Task – Where the records below show a line containing "use std::sync::OnceLock;", start copying; end with the line containing "pub fn from_phrases<'a, I>(phrases: I)", and copy it too.
▼
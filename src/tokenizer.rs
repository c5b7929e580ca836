// ✂️ Tokenizer - upper-case word tokens with multi-word phrases merged
//
// 1. case-fold to upper-case
// 2. base tokens = maximal runs of word characters (\w+)
// 3. greedy left-to-right merge: at each position take the LONGEST phrase
//    starting there, join its tokens with a single space
// 4. drop stopwords (optional)
// 5. lemmatize, verb pass then noun pass (optional)

use crate::lemmatizer::Lemmatizer;
use crate::phrases::Phrase;
use crate::stopwords::StopwordFilter;
use regex::Regex;
use std::collections::HashMap;
use std::sync::OnceLock;

// ============================================================================
// PHRASE TRIE
// ============================================================================

#[derive(Debug, Clone, Default)]
struct TrieNode {
    children: HashMap<String, TrieNode>,
    terminal: bool,
}

/// Token-level trie over the phrase set, for longest-match lookup
#[derive(Debug, Clone, Default)]
pub struct PhraseTrie {
    root: TrieNode,
    phrases: usize,
}

impl PhraseTrie {
    pub fn from_phrases<'a, I>(phrases: I) -> Self
    where
        I: IntoIterator<Item = &'a Phrase>,
    {
        let mut trie = PhraseTrie::default();
        for phrase in phrases {
            trie.insert(phrase.tokens());
        }
        trie
    }

    pub fn insert<S: AsRef<str>>(&mut self, tokens: &[S]) {
        let mut node = &mut self.root;
        for token in tokens {
            node = node.children.entry(token.as_ref().to_string()).or_default();
        }
        if !node.terminal {
            node.terminal = true;
            self.phrases += 1;
        }
    }

    /// End index (exclusive) of the longest phrase starting at `start`
    pub fn longest_match<S: AsRef<str>>(&self, tokens: &[S], start: usize) -> Option<usize> {
        let mut node = &self.root;
        let mut last_match = None;

        for (offset, token) in tokens[start..].iter().enumerate() {
            match node.children.get(token.as_ref()) {
                Some(next) => {
                    node = next;
                    if node.terminal {
                        last_match = Some(start + offset + 1);
                    }
                }
                None => break,
            }
        }

        last_match
    }

    pub fn len(&self) -> usize {
        self.phrases
    }

    pub fn is_empty(&self) -> bool {
        self.phrases == 0
    }
}

// ============================================================================
// TOKENIZATION STEPS
// ============================================================================

fn word_regex() -> &'static Regex {
    static RE: OnceLock<Regex> = OnceLock::new();
    RE.get_or_init(|| Regex::new(r"\w+").expect("word pattern is valid"))
}

/// Upper-cased runs of word characters; everything else is discarded
pub fn base_tokens(text: &str) -> Vec<String> {
    let upper = text.to_uppercase();
    word_regex()
        .find_iter(&upper)
        .map(|m| m.as_str().to_string())
        .collect()
}

/// Greedy longest-match merge of phrase runs into compound tokens
///
/// Tokens that already contain a space never start or continue a phrase, so
/// merging an already-merged sequence leaves it unchanged.
pub fn merge_phrases<S: AsRef<str>>(tokens: &[S], trie: &PhraseTrie) -> Vec<String> {
    let mut merged = Vec::with_capacity(tokens.len());
    let mut i = 0;

    while i < tokens.len() {
        match trie.longest_match(tokens, i) {
            Some(end) => {
                let compound: Vec<&str> = tokens[i..end].iter().map(|t| t.as_ref()).collect();
                merged.push(compound.join(" "));
                i = end;
            }
            None => {
                merged.push(tokens[i].as_ref().to_string());
                i += 1;
            }
        }
    }

    merged
}

/// Full tokenization of one text
pub fn tokenize(
    text: &str,
    trie: &PhraseTrie,
    stopwords: Option<&StopwordFilter>,
    lemmatizer: Option<&Lemmatizer>,
) -> Vec<String> {
    let tokens = merge_phrases(&base_tokens(text), trie);
    finish(tokens, stopwords, lemmatizer)
}

/// Re-run merging, stopword removal and lemmatization over existing tokens
pub fn retokenize<S: AsRef<str>>(
    tokens: &[S],
    trie: &PhraseTrie,
    stopwords: Option<&StopwordFilter>,
    lemmatizer: Option<&Lemmatizer>,
) -> Vec<String> {
    finish(merge_phrases(tokens, trie), stopwords, lemmatizer)
}

fn finish(tokens: Vec<String>, stopwords: Option<&StopwordFilter>, lemmatizer: Option<&Lemmatizer>) -> Vec<String> {
    let tokens = tokens
        .into_iter()
        .filter(|token| stopwords.map_or(true, |filter| !filter.is_stopword(token)));

    match lemmatizer {
        Some(lemmatizer) => tokens.map(|token| lemmatizer.lemmatize(&token)).collect(),
        None => tokens.collect(),
    }
}

// ============================================================================
// TESTS
// ============================================================================

#[cfg(test)]
mod tests {
    use super::*;

    fn trie(phrases: &[&[&str]]) -> PhraseTrie {
        let mut trie = PhraseTrie::default();
        for &phrase in phrases {
            trie.insert(phrase);
        }
        trie
    }

    #[test]
    fn test_base_tokens() {
        assert_eq!(
            base_tokens("I love my chase-sapphire, it's great! snake_case 42"),
            vec!["I", "LOVE", "MY", "CHASE", "SAPPHIRE", "IT", "S", "GREAT", "SNAKE_CASE", "42"]
        );
        assert!(base_tokens("   ...!!  ").is_empty());
    }

    #[test]
    fn test_longest_match_precedence() {
        let trie = trie(&[&["CHASE", "SAPPHIRE"], &["CHASE", "SAPPHIRE", "RESERVE"]]);
        let tokens = ["CHASE", "SAPPHIRE", "RESERVE", "CARD"];

        assert_eq!(merge_phrases(&tokens, &trie), vec!["CHASE SAPPHIRE RESERVE", "CARD"]);
    }

    #[test]
    fn test_falls_back_to_shorter_match() {
        let trie = trie(&[&["CHASE", "SAPPHIRE"], &["CHASE", "SAPPHIRE", "RESERVE", "CARD"]]);
        let tokens = ["CHASE", "SAPPHIRE", "RESERVE", "FEE"];

        assert_eq!(merge_phrases(&tokens, &trie), vec!["CHASE SAPPHIRE", "RESERVE", "FEE"]);
    }

    #[test]
    fn test_partial_prefix_is_not_merged() {
        let trie = trie(&[&["ANNUAL", "PERCENTAGE", "RATE"]]);
        let tokens = ["ANNUAL", "PERCENTAGE", "FEE"];

        assert_eq!(merge_phrases(&tokens, &trie), vec!["ANNUAL", "PERCENTAGE", "FEE"]);
    }

    #[test]
    fn test_phrase_at_end_of_input() {
        let trie = trie(&[&["ANNUAL", "FEE"]]);
        assert_eq!(merge_phrases(&["NO", "ANNUAL", "FEE"], &trie), vec!["NO", "ANNUAL FEE"]);
    }

    #[test]
    fn test_merge_is_idempotent() {
        let trie = trie(&[&["CHASE", "SAPPHIRE"], &["SAPPHIRE", "RESERVE"], &["ANNUAL", "FEE"]]);
        let once = tokenize("chase sapphire reserve annual fee", &trie, None, None);
        let twice = retokenize(&once, &trie, None, None);

        assert_eq!(once, vec!["CHASE SAPPHIRE", "RESERVE", "ANNUAL FEE"]);
        assert_eq!(once, twice);
    }

    #[test]
    fn test_stopwords_dropped_after_merge() {
        let trie = trie(&[&["BANK", "OF", "AMERICA"]]);
        let stops = StopwordFilter::from_list(&["OF", "MY", "IS"]);

        let tokens = tokenize("My Bank of America card is fine", &trie, Some(&stops), None);
        assert_eq!(tokens, vec!["BANK OF AMERICA", "CARD", "FINE"]);
    }

    #[test]
    fn test_lemmatize_after_stopwords() {
        let trie = PhraseTrie::default();
        let lemmatizer = Lemmatizer::new(["FEE", "CHARGE"]);
        let stops = StopwordFilter::from_list(&["FEES", "CHARGE"]);

        let tokens = tokenize("charged fees", &trie, None, Some(&lemmatizer));
        assert_eq!(tokens, vec!["CHARGE", "FEE"]);

        // filtering sees surface forms: FEES is dropped, CHARGED survives and
        // only then becomes CHARGE
        let tokens = tokenize("charged fees", &trie, Some(&stops), Some(&lemmatizer));
        assert_eq!(tokens, vec!["CHARGE"]);
    }

    #[test]
    fn test_empty_text() {
        let trie = trie(&[&["ANNUAL", "FEE"]]);
        assert!(tokenize("", &trie, None, None).is_empty());
    }

    #[test]
    fn test_trie_counts_unique_phrases() {
        let trie = trie(&[&["A", "B"], &["A", "B"], &["A", "B", "C"]]);
        assert_eq!(trie.len(), 2);
        assert!(trie.longest_match(&["X"], 0).is_none());
    }
}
▲
Your solution –
use std::sync::OnceLock;

// ============================================================================
// PHRASE TRIE
// ============================================================================

#[derive(Debug, Clone, Default)]
struct TrieNode {
    children: HashMap<String, TrieNode>,
    terminal: bool,
}

/// Token-level trie over the phrase set, for longest-match lookup
#[derive(Debug, Clone, Default)]
pub struct PhraseTrie {
    root: TrieNode,
    phrases: usize,
}

impl PhraseTrie {
    pub fn from_phrases<'a, I>(phrases: I) -> Self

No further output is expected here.